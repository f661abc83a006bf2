//! Postgres 仓储实现

use application::repository::{
    HistoryScope, MessagePage, MessageRepository, UnreadScope, UserDirectory,
};
use async_trait::async_trait;
use chrono::{DateTime, Utc};
use domain::{
    Message, MessageContent, MessageId, MessageType, RepositoryError, Timestamp, UserId, UserRole,
};
use sqlx::postgres::PgPoolOptions;
use sqlx::types::Json;
use sqlx::{FromRow, PgPool};
use uuid::Uuid;

fn map_sqlx_err(err: sqlx::Error) -> RepositoryError {
    RepositoryError::storage(err.to_string())
}

fn invalid_data(message: impl Into<String>) -> RepositoryError {
    RepositoryError::storage(message)
}

fn message_type_as_str(message_type: MessageType) -> &'static str {
    match message_type {
        MessageType::Direct => "direct",
        MessageType::Announcement => "announcement",
        MessageType::Newsletter => "newsletter",
    }
}

fn message_type_from_str(value: &str) -> Result<MessageType, RepositoryError> {
    match value {
        "direct" => Ok(MessageType::Direct),
        "announcement" => Ok(MessageType::Announcement),
        "newsletter" => Ok(MessageType::Newsletter),
        other => Err(invalid_data(format!("未知的消息类型: {other}"))),
    }
}

#[derive(Debug, FromRow)]
struct MessageRecord {
    id: Uuid,
    content: String,
    message_type: String,
    sender_id: Uuid,
    receiver_id: Option<Uuid>,
    is_read: bool,
    read_at: Option<DateTime<Utc>>,
    attachments: Json<Vec<String>>,
    created_at: DateTime<Utc>,
    updated_at: DateTime<Utc>,
    deleted_at: Option<DateTime<Utc>>,
}

impl TryFrom<MessageRecord> for Message {
    type Error = RepositoryError;

    fn try_from(value: MessageRecord) -> Result<Self, Self::Error> {
        let content =
            MessageContent::new(value.content).map_err(|err| invalid_data(err.to_string()))?;
        Ok(Message {
            id: MessageId::from(value.id),
            content,
            message_type: message_type_from_str(&value.message_type)?,
            sender_id: UserId::from(value.sender_id),
            receiver_id: value.receiver_id.map(UserId::from),
            is_read: value.is_read,
            read_at: value.read_at,
            attachments: value.attachments.0,
            created_at: value.created_at,
            updated_at: value.updated_at,
            deleted_at: value.deleted_at,
        })
    }
}

const MESSAGE_COLUMNS: &str = "id, content, message_type, sender_id, receiver_id, is_read, \
     read_at, attachments, created_at, updated_at, deleted_at";

/// 历史/删除共用的范围条件。Participant 用一个绑定位，
/// Conversation 用两个，StaffPool 不需要绑定。
fn scope_condition(scope: HistoryScope) -> (&'static str, Vec<Uuid>) {
    match scope {
        HistoryScope::Participant(user) => (
            "(sender_id = $1 OR receiver_id = $1)",
            vec![Uuid::from(user)],
        ),
        HistoryScope::StaffPool => ("TRUE", Vec::new()),
        HistoryScope::Conversation {
            staff_id,
            parent_id,
        } => (
            "((sender_id = $1 AND receiver_id IS NULL) \
              OR (sender_id = $2 AND receiver_id = $1) \
              OR (sender_id = $1 AND receiver_id = $2))",
            vec![Uuid::from(parent_id), Uuid::from(staff_id)],
        ),
    }
}

pub struct PgMessageRepository {
    pool: PgPool,
}

impl PgMessageRepository {
    pub fn new(pool: PgPool) -> Self {
        Self { pool }
    }
}

#[async_trait]
impl MessageRepository for PgMessageRepository {
    async fn create(&self, message: &Message) -> Result<(), RepositoryError> {
        sqlx::query(
            "INSERT INTO messages \
             (id, content, message_type, sender_id, receiver_id, is_read, read_at, \
              attachments, created_at, updated_at, deleted_at) \
             VALUES ($1, $2, $3, $4, $5, $6, $7, $8, $9, $10, $11)",
        )
        .bind(Uuid::from(message.id))
        .bind(message.content.as_str())
        .bind(message_type_as_str(message.message_type))
        .bind(Uuid::from(message.sender_id))
        .bind(message.receiver_id.map(Uuid::from))
        .bind(message.is_read)
        .bind(message.read_at)
        .bind(Json(&message.attachments))
        .bind(message.created_at)
        .bind(message.updated_at)
        .bind(message.deleted_at)
        .execute(&self.pool)
        .await
        .map_err(map_sqlx_err)?;
        Ok(())
    }

    async fn find_by_id(&self, id: MessageId) -> Result<Option<Message>, RepositoryError> {
        let sql = format!("SELECT {MESSAGE_COLUMNS} FROM messages WHERE id = $1");
        let record = sqlx::query_as::<_, MessageRecord>(&sql)
            .bind(Uuid::from(id))
            .fetch_optional(&self.pool)
            .await
            .map_err(map_sqlx_err)?;
        record.map(Message::try_from).transpose()
    }

    async fn update(&self, message: &Message) -> Result<(), RepositoryError> {
        let result = sqlx::query(
            "UPDATE messages \
             SET is_read = $2, read_at = $3, updated_at = $4, deleted_at = $5 \
             WHERE id = $1",
        )
        .bind(Uuid::from(message.id))
        .bind(message.is_read)
        .bind(message.read_at)
        .bind(message.updated_at)
        .bind(message.deleted_at)
        .execute(&self.pool)
        .await
        .map_err(map_sqlx_err)?;
        if result.rows_affected() == 0 {
            return Err(RepositoryError::NotFound);
        }
        Ok(())
    }

    async fn chat_history(
        &self,
        scope: HistoryScope,
        page: u32,
        limit: u32,
    ) -> Result<MessagePage, RepositoryError> {
        let (condition, binds) = scope_condition(scope);
        let offset = (page.saturating_sub(1) as i64) * limit as i64;

        let count_sql =
            format!("SELECT COUNT(*) FROM messages WHERE deleted_at IS NULL AND message_type = 'direct' AND {condition}");
        let mut count_query = sqlx::query_scalar::<_, i64>(&count_sql);
        for bind in &binds {
            count_query = count_query.bind(*bind);
        }
        let total = count_query
            .fetch_one(&self.pool)
            .await
            .map_err(map_sqlx_err)?;

        // LIMIT/OFFSET 的绑定位排在范围绑定位之后
        let page_sql = format!(
            "SELECT {MESSAGE_COLUMNS} FROM messages \
             WHERE deleted_at IS NULL AND message_type = 'direct' AND {condition} \
             ORDER BY created_at DESC \
             LIMIT ${} OFFSET ${}",
            binds.len() + 1,
            binds.len() + 2,
        );
        let mut page_query = sqlx::query_as::<_, MessageRecord>(&page_sql);
        for bind in &binds {
            page_query = page_query.bind(*bind);
        }
        let records = page_query
            .bind(limit as i64)
            .bind(offset)
            .fetch_all(&self.pool)
            .await
            .map_err(map_sqlx_err)?;

        let messages = records
            .into_iter()
            .map(Message::try_from)
            .collect::<Result<Vec<_>, _>>()?;
        Ok(MessagePage {
            messages,
            total: total as u64,
            page,
            limit,
        })
    }

    async fn soft_delete_history(
        &self,
        scope: HistoryScope,
        now: Timestamp,
    ) -> Result<u64, RepositoryError> {
        let (condition, binds) = scope_condition(scope);
        let sql = format!(
            "UPDATE messages SET deleted_at = ${ts}, updated_at = ${ts} \
             WHERE deleted_at IS NULL AND message_type = 'direct' AND {condition}",
            ts = binds.len() + 1,
        );
        let mut query = sqlx::query(&sql);
        for bind in &binds {
            query = query.bind(*bind);
        }
        let result = query
            .bind(now)
            .execute(&self.pool)
            .await
            .map_err(map_sqlx_err)?;
        Ok(result.rows_affected())
    }

    async fn count_unread(&self, scope: UnreadScope) -> Result<u64, RepositoryError> {
        let count: i64 = match scope {
            UnreadScope::Parent(user) => sqlx::query_scalar(
                "SELECT COUNT(*) FROM messages \
                 WHERE deleted_at IS NULL AND message_type = 'direct' \
                   AND is_read = FALSE AND receiver_id = $1",
            )
            .bind(Uuid::from(user))
            .fetch_one(&self.pool)
            .await
            .map_err(map_sqlx_err)?,
            UnreadScope::Staff(user) => sqlx::query_scalar(
                "SELECT COUNT(*) FROM messages \
                 WHERE deleted_at IS NULL AND message_type = 'direct' \
                   AND is_read = FALSE AND (receiver_id IS NULL OR receiver_id = $1)",
            )
            .bind(Uuid::from(user))
            .fetch_one(&self.pool)
            .await
            .map_err(map_sqlx_err)?,
        };
        Ok(count as u64)
    }

    async fn count_unread_by_parent(&self) -> Result<Vec<(UserId, u64)>, RepositoryError> {
        let rows: Vec<(Uuid, i64)> = sqlx::query_as(
            "SELECT sender_id, COUNT(*) FROM messages \
             WHERE deleted_at IS NULL AND message_type = 'direct' \
               AND is_read = FALSE AND receiver_id IS NULL \
             GROUP BY sender_id",
        )
        .fetch_all(&self.pool)
        .await
        .map_err(map_sqlx_err)?;
        Ok(rows
            .into_iter()
            .map(|(sender_id, count)| (UserId::from(sender_id), count as u64))
            .collect())
    }
}

/// 用户目录的 Postgres 实现。用户主数据由门户系统维护，
/// 这里只读取消息模块需要的角色字段。
pub struct PgUserDirectory {
    pool: PgPool,
}

impl PgUserDirectory {
    pub fn new(pool: PgPool) -> Self {
        Self { pool }
    }
}

#[async_trait]
impl UserDirectory for PgUserDirectory {
    async fn role_of(&self, user_id: UserId) -> Result<Option<UserRole>, RepositoryError> {
        let role: Option<String> = sqlx::query_scalar("SELECT role FROM users WHERE id = $1")
            .bind(Uuid::from(user_id))
            .fetch_optional(&self.pool)
            .await
            .map_err(map_sqlx_err)?;
        // 门户侧的特权角色统一归并为 Staff
        match role.as_deref() {
            None => Ok(None),
            Some("parent") => Ok(Some(UserRole::Parent)),
            Some("admin") | Some("therapist") | Some("content_manager") => {
                Ok(Some(UserRole::Staff))
            }
            Some(other) => Err(invalid_data(format!("未知的用户角色: {other}"))),
        }
    }
}

/// 创建 Postgres 连接池。
pub async fn create_pg_pool(
    database_url: &str,
    max_connections: u32,
) -> Result<PgPool, sqlx::Error> {
    PgPoolOptions::new()
        .max_connections(max_connections)
        .connect(database_url)
        .await
}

= = = = = = =

### What is being asked
Find how many lines of the entries contain "MessageType". Respond with the number only.

### Output of the exercise
9